▸ **YOUR INSTRUCTIONS**: Find every line in the records below that holds the word "trait", and copy it out.

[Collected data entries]

┄┄┄┄┄┄┄┄┄┄

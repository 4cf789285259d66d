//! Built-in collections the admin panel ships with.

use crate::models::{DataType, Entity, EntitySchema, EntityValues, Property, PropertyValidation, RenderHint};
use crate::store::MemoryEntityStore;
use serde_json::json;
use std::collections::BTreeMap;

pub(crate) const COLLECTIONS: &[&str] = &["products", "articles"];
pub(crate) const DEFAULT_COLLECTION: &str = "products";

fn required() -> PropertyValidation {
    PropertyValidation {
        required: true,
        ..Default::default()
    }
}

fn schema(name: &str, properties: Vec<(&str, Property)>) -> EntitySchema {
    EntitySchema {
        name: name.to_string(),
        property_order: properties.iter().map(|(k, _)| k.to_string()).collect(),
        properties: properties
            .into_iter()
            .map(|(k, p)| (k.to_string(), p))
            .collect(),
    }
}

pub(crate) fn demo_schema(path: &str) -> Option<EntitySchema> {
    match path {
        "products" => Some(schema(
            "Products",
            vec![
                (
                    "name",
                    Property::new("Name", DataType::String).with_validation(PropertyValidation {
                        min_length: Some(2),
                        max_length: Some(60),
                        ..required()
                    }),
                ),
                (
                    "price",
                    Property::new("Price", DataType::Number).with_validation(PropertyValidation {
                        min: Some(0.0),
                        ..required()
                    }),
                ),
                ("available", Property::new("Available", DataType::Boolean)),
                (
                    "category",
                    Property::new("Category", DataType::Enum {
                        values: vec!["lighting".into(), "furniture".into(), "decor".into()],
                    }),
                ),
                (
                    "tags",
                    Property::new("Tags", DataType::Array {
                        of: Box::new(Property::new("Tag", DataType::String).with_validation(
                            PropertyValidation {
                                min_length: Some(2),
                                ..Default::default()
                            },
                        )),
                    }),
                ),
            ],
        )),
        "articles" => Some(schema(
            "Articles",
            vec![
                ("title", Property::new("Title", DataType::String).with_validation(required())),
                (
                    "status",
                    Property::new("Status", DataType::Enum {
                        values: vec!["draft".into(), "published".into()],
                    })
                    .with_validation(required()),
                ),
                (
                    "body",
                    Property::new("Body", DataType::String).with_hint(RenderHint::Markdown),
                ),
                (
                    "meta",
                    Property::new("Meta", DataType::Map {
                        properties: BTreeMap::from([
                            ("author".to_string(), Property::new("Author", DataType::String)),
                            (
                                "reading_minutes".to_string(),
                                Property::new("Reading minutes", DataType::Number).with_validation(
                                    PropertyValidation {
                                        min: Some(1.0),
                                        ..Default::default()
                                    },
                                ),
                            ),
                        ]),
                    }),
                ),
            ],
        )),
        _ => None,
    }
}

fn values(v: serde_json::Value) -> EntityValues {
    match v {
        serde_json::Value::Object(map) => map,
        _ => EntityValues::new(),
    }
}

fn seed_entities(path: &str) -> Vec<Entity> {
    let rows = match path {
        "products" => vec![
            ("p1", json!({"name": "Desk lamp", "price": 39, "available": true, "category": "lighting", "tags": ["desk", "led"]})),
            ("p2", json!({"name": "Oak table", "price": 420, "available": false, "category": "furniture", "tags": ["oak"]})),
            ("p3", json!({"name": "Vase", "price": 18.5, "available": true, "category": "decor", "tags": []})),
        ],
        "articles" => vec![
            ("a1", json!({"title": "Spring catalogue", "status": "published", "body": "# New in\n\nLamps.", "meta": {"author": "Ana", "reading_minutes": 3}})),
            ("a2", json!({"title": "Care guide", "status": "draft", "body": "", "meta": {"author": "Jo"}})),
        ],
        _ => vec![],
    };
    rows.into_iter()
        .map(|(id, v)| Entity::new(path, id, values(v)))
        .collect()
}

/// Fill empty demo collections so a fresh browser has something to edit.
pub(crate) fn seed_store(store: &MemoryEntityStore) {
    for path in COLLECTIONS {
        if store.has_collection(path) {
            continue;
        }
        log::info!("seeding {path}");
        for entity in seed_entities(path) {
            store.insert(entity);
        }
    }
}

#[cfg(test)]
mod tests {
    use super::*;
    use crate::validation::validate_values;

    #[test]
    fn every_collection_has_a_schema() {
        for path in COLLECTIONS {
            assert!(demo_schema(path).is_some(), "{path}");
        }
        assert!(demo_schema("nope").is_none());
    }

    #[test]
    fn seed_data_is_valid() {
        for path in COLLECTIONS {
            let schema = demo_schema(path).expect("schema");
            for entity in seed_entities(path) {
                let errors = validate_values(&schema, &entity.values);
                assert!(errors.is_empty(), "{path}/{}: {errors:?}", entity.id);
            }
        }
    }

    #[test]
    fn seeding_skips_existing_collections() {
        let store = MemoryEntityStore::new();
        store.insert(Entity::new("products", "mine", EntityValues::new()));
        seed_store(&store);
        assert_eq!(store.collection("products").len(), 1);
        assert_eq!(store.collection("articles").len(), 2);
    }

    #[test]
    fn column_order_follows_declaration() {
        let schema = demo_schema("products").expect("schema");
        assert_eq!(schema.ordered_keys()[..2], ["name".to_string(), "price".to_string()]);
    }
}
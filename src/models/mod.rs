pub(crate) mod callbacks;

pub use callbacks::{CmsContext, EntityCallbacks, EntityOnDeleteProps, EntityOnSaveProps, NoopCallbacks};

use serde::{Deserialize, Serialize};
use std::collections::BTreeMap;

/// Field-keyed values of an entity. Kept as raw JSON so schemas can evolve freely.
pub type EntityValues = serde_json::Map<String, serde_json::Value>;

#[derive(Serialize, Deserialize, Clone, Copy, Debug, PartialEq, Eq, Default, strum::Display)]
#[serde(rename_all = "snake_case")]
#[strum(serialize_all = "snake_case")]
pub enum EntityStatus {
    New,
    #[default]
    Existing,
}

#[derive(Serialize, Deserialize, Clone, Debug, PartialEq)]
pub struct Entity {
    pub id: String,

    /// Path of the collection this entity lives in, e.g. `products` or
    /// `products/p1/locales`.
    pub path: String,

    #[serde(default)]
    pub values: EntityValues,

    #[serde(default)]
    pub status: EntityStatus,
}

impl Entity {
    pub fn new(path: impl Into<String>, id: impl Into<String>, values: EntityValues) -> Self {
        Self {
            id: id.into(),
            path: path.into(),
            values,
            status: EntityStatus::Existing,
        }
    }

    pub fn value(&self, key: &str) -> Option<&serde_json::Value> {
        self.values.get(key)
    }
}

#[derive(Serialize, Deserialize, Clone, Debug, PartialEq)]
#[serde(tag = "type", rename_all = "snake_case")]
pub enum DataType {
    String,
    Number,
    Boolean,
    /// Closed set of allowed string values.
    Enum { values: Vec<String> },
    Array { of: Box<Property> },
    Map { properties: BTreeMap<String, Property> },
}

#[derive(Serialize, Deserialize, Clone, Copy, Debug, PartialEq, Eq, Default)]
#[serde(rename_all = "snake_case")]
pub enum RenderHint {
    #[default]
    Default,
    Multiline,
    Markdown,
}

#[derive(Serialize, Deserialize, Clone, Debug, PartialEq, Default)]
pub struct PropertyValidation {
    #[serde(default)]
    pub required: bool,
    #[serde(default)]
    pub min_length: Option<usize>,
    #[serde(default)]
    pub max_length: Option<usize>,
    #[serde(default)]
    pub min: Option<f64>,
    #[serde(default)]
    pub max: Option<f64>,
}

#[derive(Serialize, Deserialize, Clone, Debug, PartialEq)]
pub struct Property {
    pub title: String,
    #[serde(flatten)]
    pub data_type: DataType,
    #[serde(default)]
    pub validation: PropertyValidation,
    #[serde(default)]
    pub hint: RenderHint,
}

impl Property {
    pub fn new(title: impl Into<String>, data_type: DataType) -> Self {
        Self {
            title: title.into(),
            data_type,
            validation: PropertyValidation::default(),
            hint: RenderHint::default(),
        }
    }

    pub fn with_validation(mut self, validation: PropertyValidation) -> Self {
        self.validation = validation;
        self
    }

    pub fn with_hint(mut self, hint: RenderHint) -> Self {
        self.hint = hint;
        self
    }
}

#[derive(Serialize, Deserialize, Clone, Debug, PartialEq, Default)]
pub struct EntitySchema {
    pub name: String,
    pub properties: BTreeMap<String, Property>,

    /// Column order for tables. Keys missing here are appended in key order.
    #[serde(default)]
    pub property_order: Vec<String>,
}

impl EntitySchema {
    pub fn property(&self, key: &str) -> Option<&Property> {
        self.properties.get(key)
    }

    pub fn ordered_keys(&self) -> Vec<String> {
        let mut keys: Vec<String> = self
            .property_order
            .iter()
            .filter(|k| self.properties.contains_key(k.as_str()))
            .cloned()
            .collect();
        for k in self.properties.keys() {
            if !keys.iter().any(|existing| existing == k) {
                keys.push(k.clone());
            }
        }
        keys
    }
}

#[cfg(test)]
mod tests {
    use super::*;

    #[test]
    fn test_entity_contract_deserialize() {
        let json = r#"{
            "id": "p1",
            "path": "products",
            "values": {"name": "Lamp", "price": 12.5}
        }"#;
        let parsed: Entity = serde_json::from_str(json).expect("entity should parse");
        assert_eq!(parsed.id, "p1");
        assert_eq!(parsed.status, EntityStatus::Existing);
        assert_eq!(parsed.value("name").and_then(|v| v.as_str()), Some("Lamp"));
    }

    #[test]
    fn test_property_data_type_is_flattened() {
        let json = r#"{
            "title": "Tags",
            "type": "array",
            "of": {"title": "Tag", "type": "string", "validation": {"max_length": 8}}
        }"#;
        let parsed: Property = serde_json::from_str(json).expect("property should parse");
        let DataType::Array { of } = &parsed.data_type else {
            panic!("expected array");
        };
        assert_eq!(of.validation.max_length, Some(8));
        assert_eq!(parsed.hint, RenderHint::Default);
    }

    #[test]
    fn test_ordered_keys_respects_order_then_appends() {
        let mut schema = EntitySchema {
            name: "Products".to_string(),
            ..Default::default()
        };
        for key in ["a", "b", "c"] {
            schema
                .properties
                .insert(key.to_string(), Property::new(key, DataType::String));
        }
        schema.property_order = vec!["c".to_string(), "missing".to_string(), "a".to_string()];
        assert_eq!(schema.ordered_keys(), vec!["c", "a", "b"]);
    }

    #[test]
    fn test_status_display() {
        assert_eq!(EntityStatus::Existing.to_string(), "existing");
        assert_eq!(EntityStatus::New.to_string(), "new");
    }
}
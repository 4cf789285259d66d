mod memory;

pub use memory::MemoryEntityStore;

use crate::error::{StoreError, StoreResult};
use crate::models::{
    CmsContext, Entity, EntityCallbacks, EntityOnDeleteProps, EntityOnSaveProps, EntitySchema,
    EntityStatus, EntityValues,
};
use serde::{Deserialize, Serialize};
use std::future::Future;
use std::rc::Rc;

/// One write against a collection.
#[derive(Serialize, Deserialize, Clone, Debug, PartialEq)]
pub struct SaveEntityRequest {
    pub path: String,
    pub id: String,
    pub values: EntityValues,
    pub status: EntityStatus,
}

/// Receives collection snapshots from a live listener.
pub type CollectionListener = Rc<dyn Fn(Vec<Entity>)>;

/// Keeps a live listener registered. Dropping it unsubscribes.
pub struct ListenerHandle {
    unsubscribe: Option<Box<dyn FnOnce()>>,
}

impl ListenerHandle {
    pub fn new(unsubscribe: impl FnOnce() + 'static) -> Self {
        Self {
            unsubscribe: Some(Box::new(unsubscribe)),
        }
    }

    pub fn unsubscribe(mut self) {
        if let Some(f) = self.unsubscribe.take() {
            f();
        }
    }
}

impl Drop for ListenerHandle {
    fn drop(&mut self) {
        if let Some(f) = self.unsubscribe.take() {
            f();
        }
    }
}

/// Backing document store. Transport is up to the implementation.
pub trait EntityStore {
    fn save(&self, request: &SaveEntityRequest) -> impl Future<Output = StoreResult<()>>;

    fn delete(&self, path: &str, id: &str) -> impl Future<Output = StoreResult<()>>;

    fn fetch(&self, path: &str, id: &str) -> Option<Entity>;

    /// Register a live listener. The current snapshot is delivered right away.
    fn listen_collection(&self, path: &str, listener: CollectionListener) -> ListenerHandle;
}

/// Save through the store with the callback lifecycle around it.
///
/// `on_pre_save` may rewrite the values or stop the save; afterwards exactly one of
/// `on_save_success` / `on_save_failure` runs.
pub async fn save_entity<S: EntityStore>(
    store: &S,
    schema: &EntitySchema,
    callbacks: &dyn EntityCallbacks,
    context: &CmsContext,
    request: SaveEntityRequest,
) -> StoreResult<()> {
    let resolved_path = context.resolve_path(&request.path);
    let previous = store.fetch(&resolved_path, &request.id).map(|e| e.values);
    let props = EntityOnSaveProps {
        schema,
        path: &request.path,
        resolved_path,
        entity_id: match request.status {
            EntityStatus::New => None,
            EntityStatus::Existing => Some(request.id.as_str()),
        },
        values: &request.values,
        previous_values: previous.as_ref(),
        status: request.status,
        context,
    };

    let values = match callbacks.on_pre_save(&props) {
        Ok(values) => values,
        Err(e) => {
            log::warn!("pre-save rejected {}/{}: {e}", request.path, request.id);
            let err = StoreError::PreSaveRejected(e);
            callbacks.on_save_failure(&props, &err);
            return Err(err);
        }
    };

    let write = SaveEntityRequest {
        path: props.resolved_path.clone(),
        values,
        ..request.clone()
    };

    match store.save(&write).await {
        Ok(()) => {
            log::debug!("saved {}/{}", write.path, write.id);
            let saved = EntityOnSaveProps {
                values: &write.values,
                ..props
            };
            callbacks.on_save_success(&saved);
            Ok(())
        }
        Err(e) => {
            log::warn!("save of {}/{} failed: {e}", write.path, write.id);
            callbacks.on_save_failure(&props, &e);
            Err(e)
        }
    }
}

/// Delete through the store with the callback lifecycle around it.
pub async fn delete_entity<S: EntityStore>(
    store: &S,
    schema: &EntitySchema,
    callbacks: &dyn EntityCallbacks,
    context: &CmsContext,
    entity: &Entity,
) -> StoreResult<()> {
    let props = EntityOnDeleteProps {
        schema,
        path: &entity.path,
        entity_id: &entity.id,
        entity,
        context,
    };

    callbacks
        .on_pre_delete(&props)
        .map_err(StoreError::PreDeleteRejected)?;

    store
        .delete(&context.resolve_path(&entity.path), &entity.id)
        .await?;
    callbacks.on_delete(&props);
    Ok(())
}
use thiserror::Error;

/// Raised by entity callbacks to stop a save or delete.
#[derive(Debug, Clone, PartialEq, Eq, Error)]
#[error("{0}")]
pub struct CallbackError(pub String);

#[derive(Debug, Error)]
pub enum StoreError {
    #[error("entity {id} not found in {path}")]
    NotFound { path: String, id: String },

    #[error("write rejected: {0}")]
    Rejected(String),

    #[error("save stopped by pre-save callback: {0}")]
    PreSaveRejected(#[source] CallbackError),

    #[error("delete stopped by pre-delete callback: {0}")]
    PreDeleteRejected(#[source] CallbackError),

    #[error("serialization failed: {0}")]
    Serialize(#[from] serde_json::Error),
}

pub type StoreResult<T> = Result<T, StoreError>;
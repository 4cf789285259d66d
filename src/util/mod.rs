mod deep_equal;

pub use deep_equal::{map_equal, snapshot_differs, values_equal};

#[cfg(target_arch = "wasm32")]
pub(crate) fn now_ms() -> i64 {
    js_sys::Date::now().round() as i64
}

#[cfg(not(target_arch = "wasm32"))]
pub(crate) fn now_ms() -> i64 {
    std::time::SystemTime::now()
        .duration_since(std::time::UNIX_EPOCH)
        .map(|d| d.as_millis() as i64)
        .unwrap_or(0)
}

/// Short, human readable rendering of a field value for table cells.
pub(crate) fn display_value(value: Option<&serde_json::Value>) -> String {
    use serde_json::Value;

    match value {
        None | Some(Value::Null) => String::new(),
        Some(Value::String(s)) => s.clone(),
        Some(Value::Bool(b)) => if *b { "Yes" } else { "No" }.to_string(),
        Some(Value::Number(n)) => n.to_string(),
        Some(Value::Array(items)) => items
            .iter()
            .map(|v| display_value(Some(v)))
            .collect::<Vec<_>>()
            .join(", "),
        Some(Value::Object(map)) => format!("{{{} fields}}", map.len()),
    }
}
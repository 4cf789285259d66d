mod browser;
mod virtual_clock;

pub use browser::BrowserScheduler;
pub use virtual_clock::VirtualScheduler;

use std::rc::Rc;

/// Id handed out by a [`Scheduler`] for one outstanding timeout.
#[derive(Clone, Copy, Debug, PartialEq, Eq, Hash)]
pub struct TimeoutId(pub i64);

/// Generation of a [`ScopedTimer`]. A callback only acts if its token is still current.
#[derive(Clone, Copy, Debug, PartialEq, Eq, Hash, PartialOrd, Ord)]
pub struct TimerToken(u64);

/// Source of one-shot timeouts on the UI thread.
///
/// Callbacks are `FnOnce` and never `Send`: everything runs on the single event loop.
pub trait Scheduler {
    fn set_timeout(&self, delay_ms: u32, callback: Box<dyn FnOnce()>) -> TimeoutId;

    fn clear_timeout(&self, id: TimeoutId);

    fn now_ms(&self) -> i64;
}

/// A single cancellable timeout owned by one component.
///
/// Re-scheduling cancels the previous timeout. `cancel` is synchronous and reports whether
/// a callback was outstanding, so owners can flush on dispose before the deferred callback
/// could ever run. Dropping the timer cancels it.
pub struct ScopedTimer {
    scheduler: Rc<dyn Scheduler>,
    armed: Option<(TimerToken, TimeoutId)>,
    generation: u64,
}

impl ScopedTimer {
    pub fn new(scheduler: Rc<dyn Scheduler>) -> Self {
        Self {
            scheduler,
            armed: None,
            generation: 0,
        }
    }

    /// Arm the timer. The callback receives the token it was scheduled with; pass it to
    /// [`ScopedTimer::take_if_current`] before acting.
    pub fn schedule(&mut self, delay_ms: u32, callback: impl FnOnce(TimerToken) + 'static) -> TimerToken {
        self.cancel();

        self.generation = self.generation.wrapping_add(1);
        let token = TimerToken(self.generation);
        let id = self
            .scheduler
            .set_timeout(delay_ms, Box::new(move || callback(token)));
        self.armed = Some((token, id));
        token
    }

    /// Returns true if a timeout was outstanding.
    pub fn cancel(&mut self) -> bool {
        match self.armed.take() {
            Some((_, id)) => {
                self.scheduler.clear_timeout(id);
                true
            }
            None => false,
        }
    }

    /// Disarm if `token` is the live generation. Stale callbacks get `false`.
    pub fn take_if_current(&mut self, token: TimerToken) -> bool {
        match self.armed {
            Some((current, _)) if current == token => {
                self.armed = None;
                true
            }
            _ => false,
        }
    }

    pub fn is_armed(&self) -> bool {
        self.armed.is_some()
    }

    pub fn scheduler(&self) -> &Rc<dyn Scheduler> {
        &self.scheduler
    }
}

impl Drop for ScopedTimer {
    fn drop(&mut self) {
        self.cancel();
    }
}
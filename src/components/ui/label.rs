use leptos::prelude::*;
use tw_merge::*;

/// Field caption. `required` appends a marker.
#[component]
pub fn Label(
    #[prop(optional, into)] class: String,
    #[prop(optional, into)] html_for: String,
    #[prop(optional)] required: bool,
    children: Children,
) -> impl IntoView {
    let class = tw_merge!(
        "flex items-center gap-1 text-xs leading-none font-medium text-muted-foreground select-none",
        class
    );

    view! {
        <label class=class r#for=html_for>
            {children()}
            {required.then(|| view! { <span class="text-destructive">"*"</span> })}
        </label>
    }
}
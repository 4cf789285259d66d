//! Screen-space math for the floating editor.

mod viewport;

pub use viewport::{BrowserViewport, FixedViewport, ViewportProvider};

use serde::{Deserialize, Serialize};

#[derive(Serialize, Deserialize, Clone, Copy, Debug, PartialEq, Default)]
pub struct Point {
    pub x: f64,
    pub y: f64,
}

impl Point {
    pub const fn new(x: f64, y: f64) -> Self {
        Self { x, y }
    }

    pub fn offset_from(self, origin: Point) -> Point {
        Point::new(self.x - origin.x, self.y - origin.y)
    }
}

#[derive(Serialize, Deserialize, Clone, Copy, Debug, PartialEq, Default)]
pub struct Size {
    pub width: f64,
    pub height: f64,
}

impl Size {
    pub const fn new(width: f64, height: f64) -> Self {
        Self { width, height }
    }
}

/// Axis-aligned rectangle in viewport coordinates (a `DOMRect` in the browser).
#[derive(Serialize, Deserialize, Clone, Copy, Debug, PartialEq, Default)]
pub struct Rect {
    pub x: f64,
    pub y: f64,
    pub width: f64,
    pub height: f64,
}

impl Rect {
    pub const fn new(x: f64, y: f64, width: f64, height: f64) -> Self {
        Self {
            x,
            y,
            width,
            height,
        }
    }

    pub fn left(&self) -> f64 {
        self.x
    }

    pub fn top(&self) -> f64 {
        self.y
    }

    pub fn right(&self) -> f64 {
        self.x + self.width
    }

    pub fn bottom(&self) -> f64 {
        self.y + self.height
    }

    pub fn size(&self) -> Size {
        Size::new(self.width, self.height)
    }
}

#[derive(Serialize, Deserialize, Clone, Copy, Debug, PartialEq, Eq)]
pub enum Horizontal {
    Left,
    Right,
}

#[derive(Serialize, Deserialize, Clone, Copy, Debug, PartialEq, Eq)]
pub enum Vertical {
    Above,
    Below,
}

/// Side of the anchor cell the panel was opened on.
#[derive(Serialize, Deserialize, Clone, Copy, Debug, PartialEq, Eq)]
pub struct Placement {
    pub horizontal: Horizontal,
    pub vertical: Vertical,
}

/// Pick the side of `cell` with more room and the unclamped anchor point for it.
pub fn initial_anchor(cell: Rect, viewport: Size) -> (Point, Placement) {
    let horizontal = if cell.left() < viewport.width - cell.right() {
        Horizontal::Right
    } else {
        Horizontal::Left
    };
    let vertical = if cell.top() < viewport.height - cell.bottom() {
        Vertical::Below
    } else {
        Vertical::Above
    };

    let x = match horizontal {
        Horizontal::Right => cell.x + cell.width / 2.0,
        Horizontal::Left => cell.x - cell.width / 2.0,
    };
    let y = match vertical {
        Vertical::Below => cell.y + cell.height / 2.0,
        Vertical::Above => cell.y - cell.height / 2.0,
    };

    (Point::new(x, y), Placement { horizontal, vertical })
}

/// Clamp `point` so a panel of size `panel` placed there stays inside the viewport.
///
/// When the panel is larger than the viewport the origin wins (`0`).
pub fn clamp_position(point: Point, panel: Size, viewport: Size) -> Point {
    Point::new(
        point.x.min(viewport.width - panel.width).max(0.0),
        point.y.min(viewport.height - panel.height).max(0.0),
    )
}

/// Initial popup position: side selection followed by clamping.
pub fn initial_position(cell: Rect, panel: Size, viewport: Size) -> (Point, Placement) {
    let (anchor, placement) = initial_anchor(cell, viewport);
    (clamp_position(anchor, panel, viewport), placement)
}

┄┄┄┄┄┄┄┄┄┄

▸ **OUTPUT BELOW**:
pub trait EntityStore {
pub trait Scheduler {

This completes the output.